Unhas Kerja Sama dengan Asprindo: Mutual Benefit Bumi Akademis juga Usaha

JAKARTA – Universitas Hasanuddin Makassar setuju menjalin kerja sebanding dengan Asosiasi Pengusaha Bumiputera Nusantara Indonesia (Asprindo). Nota kesepahaman ditandatangani Rektor Unhas Prof Jamaluddin Jompa dengan Ketua Umum Asprindo H Jose Rizaldi di dalam sela acara pelantikan pengurus Asprindo DPW Sulawesi Selatan, Hotel Gammara, Tanjung Bunga, Makassar, Hari Jumat (7/2/2025).
Di depan undangan yang dimaksud hadir di area antaranya Ketua Dewan Pembina Asprindo Jenderal TNI (Purn) Fachrul Razi, Gubernur Sulawesi Selatan yang tersebut diwakili Kepala Biro Perekonomian serta Pembangunan, dan juga Wakil Pangdam Hasanuddin serta Wakil Kapolda Sulawesi Selatan.
Jamaluddin mengatakan, nota ini adalah kerja identik strategis, walau di tempat periode kepemimpinan Unhas pada waktu ini belum bekerja identik dengan organisasi pengusaha.
“Kita sebetulnya terlambat bekerja sama, padahal Unhas merupakan Perguruan Tinggi Negeri Berbadan Hukum (PTN-BH) yang miliki otonomi penuh mengatur keuangan serta sumber daya. Saat ini belaka Unhas telah miliki 7 badan hukum bidang usaha untuk mewadahi berbagai aktivitas penunjang. Unhas harus terbuka untuk bekerja serupa dengan berbagai pihak, tak terkecuali organisasi pengusaha,” ujarnya.

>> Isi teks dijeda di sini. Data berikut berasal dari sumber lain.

use anyhow::{Context, Result};
use serde::{Deserialize, Serialize};
use std::fs;
use std::path::{Path, PathBuf};
use std::time::Duration;

use crate::controller::{ControllerSettings, ReconcilePolicy};

/// Environment variable overriding the backend base URL
pub const URL_ENV: &str = "RAGCHAT_URL";

/// Main application configuration
#[derive(Debug, Clone, PartialEq, Serialize, Deserialize)]
#[serde(default)]
pub struct Config {
    /// Base URL of the RAG backend, without a trailing path
    pub base_url: String,

    /// How a successful chat response is folded into local history
    pub reconcile_policy: ReconcilePolicy,

    /// Ask the backend to evaluate every answer
    pub evaluate: bool,

    /// Sent as `ground_truth_source` with every chat request when set
    #[serde(skip_serializing_if = "Option::is_none")]
    pub ground_truth_source: Option<String>,

    /// Start every conversation with an empty system message
    pub seed_system_message: bool,

    /// Per-request timeout in seconds
    pub request_timeout_secs: u64,

    /// ragchat home directory
    #[serde(skip)]
    pub ragchat_home: PathBuf,

    /// UI preferences
    pub ui: UiConfig,
}

/// UI configuration
#[derive(Debug, Clone, PartialEq, Serialize, Deserialize)]
#[serde(default)]
pub struct UiConfig {
    /// Name shown in the typing indicator and conversation title
    pub assistant_name: String,
    pub show_metrics: bool,
}

impl Default for UiConfig {
    fn default() -> Self {
        Self {
            assistant_name: "RAG".to_string(),
            show_metrics: true,
        }
    }
}

impl Default for Config {
    fn default() -> Self {
        let home = dirs::home_dir().unwrap_or_else(|| PathBuf::from("~"));

        Config {
            base_url: "http://localhost:8000".to_string(),
            reconcile_policy: ReconcilePolicy::default(),
            evaluate: false,
            ground_truth_source: None,
            seed_system_message: true,
            request_timeout_secs: 60,
            ragchat_home: home.join(".ragchat"),
            ui: UiConfig::default(),
        }
    }
}

impl Config {
    /// Load `~/.ragchat/config.toml` and apply environment overrides
    pub fn load() -> Result<Self> {
        let home = dirs::home_dir().context("Could not find home directory")?;
        let ragchat_home = home.join(".ragchat");

        fs::create_dir_all(&ragchat_home).context("Failed to create .ragchat directory")?;

        let mut config = Self::load_from(&ragchat_home.join("config.toml"))?;
        config.ragchat_home = ragchat_home;
        config.apply_env_overrides(|key| std::env::var(key).ok());

        Ok(config)
    }

    /// Read a config file, falling back to defaults when it does not exist
    pub fn load_from(path: &Path) -> Result<Self> {
        if !path.exists() {
            return Ok(Config::default());
        }

        let content = fs::read_to_string(path)
            .with_context(|| format!("Failed to read config file {}", path.display()))?;
        toml::from_str(&content)
            .with_context(|| format!("Failed to parse config file {}", path.display()))
    }

    /// Save configuration to `config.toml` in the ragchat home
    pub fn save(&self) -> Result<PathBuf> {
        fs::create_dir_all(&self.ragchat_home).context("Failed to create .ragchat directory")?;
        let config_path = self.config_path();
        let content = toml::to_string_pretty(self).context("Failed to serialize config")?;
        fs::write(&config_path, content).context("Failed to write config file")?;
        Ok(config_path)
    }

    pub fn apply_env_overrides(&mut self, lookup: impl Fn(&str) -> Option<String>) {
        if let Some(url) = lookup(URL_ENV).filter(|url| !url.trim().is_empty()) {
            self.base_url = url;
        }
    }

    pub fn config_path(&self) -> PathBuf {
        self.ragchat_home.join("config.toml")
    }

    pub fn log_dir(&self) -> PathBuf {
        self.ragchat_home.join("logs")
    }

    pub fn request_timeout(&self) -> Duration {
        Duration::from_secs(self.request_timeout_secs)
    }

    /// Absolute URL of a backend path such as `/rag_chat`
    pub fn endpoint_url(&self, path: &str) -> String {
        format!("{}{}", self.base_url.trim_end_matches('/'), path)
    }

    pub fn controller_settings(&self) -> ControllerSettings {
        ControllerSettings {
            policy: self.reconcile_policy,
            evaluate: self.evaluate,
            ground_truth_source: self.ground_truth_source.clone(),
            seed_system_message: self.seed_system_message,
        }
    }
}

#[cfg(test)]
mod tests {
    use pretty_assertions::assert_eq;

    use super::*;

    #[test]
    fn test_missing_file_yields_defaults() {
        let dir = tempfile::tempdir().unwrap();
        let actual = Config::load_from(&dir.path().join("config.toml")).unwrap();
        assert_eq!(actual, Config::default());
    }

    #[test]
    fn test_partial_file_keeps_defaults_for_missing_keys() {
        let dir = tempfile::tempdir().unwrap();
        let path = dir.path().join("config.toml");
        fs::write(
            &path,
            "base_url = \"http://rag.internal:9000\"\nreconcile_policy = \"append-only\"\nevaluate = true\n\n[ui]\nassistant_name = \"FBD\"\n",
        )
        .unwrap();

        let actual = Config::load_from(&path).unwrap();

        assert_eq!(actual.base_url, "http://rag.internal:9000");
        assert_eq!(actual.reconcile_policy, ReconcilePolicy::AppendOnly);
        assert!(actual.evaluate);
        assert!(actual.seed_system_message);
        assert_eq!(actual.request_timeout_secs, 60);
        assert_eq!(actual.ui.assistant_name, "FBD");
        assert!(actual.ui.show_metrics);
    }

    #[test]
    fn test_save_then_load() {
        let dir = tempfile::tempdir().unwrap();
        let mut config = Config::default();
        config.ragchat_home = dir.path().to_path_buf();
        config.ground_truth_source = Some("all".to_string());

        let path = config.save().unwrap();
        let mut actual = Config::load_from(&path).unwrap();
        actual.ragchat_home = dir.path().to_path_buf();

        assert_eq!(actual, config);
    }

    #[test]
    fn test_malformed_file_is_an_error() {
        let dir = tempfile::tempdir().unwrap();
        let path = dir.path().join("config.toml");
        fs::write(&path, "evaluate = \"maybe\"").unwrap();

        assert!(Config::load_from(&path).is_err());
    }

    #[test]
    fn test_env_override_replaces_base_url() {
        let mut config = Config::default();
        config.apply_env_overrides(|key| (key == URL_ENV).then(|| "http://10.0.0.2:8000".to_string()));
        assert_eq!(config.base_url, "http://10.0.0.2:8000");

        config.apply_env_overrides(|_| Some("  ".to_string()));
        assert_eq!(config.base_url, "http://10.0.0.2:8000");
    }

    #[test]
    fn test_endpoint_url_strips_trailing_slash() {
        let mut config = Config::default();
        config.base_url = "http://localhost:8000/".to_string();
        assert_eq!(config.endpoint_url("/rag_chat"), "http://localhost:8000/rag_chat");
    }
}
use anyhow::Result;
use clap::{Parser, Subcommand};

use ragchat::{commands, logging, ui, Config, ReconcilePolicy};

#[derive(Parser)]
#[command(name = "ragchat")]
#[command(version)]
#[command(about = "Chat with a retrieval-augmented-generation backend", long_about = None)]
struct Cli {
    /// Backend base URL (overrides config and RAGCHAT_URL)
    #[arg(long, global = true)]
    url: Option<String>,

    /// How server replies update the conversation: full-replace or append-only
    #[arg(long, global = true)]
    policy: Option<ReconcilePolicy>,

    /// Request an evaluation of every answer
    #[arg(long, global = true)]
    evaluate: bool,

    #[command(subcommand)]
    command: Option<Commands>,
}

#[derive(Subcommand)]
enum Commands {
    /// Send one message and print the conversation
    Ask { message: String },
    /// Show the effective configuration
    Config {
        /// Write the default config file if none exists
        #[arg(long)]
        init: bool,
    },
}

impl Cli {
    fn apply(&self, config: &mut Config) {
        if let Some(url) = &self.url {
            config.base_url = url.clone();
        }
        if let Some(policy) = self.policy {
            config.reconcile_policy = policy;
        }
        if self.evaluate {
            config.evaluate = true;
        }
    }
}

#[tokio::main]
async fn main() -> Result<()> {
    let cli = Cli::parse();

    let mut config = Config::load()?;
    cli.apply(&mut config);

    let _log_guard = logging::init(&config.log_dir())?;

    match cli.command {
        None => ui::run(config).await,
        Some(Commands::Ask { message }) => commands::ask(&config, &message).await,
        Some(Commands::Config { init }) => commands::config(&config, init),
    }
}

Menjawab pertanyaan wartawan terkait proses pembelajaran entrepreneurship di dalam Unhas, Rektor mengatakan bahwa ketika ini setiap fakultas diberi keleluasaan untuk memperkenalkan pembelajaran kewirausahaan.
“Kampus diharapkan tidaklah hanya saja melahirkan akademisi, tapi juga harus dapat mencetak pelaku bisnis di dalam berbagai bidang. Asprindo dengan jaringan pengurus lalu anggota yang dimaksud luas di area seluruh Indonesia sanggup menjadi tempat untuk belajar juga bertukar pengalaman,” ungkapnya.
Jose Rizal menuturkan Asprindo beruntung bisa saja bekerja sejenis dengan Unhas. “Pengusaha butuh dunia kampus. Butuh kajian-kajian lalu penelitian akademisi. Inisiatif Kampung Industri Asprindo di dalam bidang kelautan juga perikanan misalnya membutuhkan pendampingan para pakar. Yang saya tahu, Fakultas Kelautan kemudian Perikanan Unhas adalah yang dimaksud terbaik dalam Indonesia,” ujarnya.
Sebagai perguruan tinggi terbesar dalam Indonesia bagian timur, pengaruh Unhas melalui ribuan alumni, khususnya pada wilayah Kalimantan hingga Papua, itu sangat terasa.
Jamaluddin Jompa juga Jose Rizal sejenis berharap ikatan awal Unhas dan juga Asprindo yang mana berlangsung selama 3 tahun akan memberikan faedah kedua pihak.
“Ke depan, pada samping ilmuwan, kita ingin Unhas lebih lanjut banyak melahirkan alumni yang mana menciptakan lapangan kerja, tidak lagi pencari kerja. Dan itu didapatkan dari pembelajaran dunia usaha. Karena itu saya berharap melalui kerja serupa ini Unhas kemudian Asprindo sama-sama mampu memperoleh mutual benefit,” kata Rektor Unhas yang tersebut juga dikenal pakar ekologi kelautan.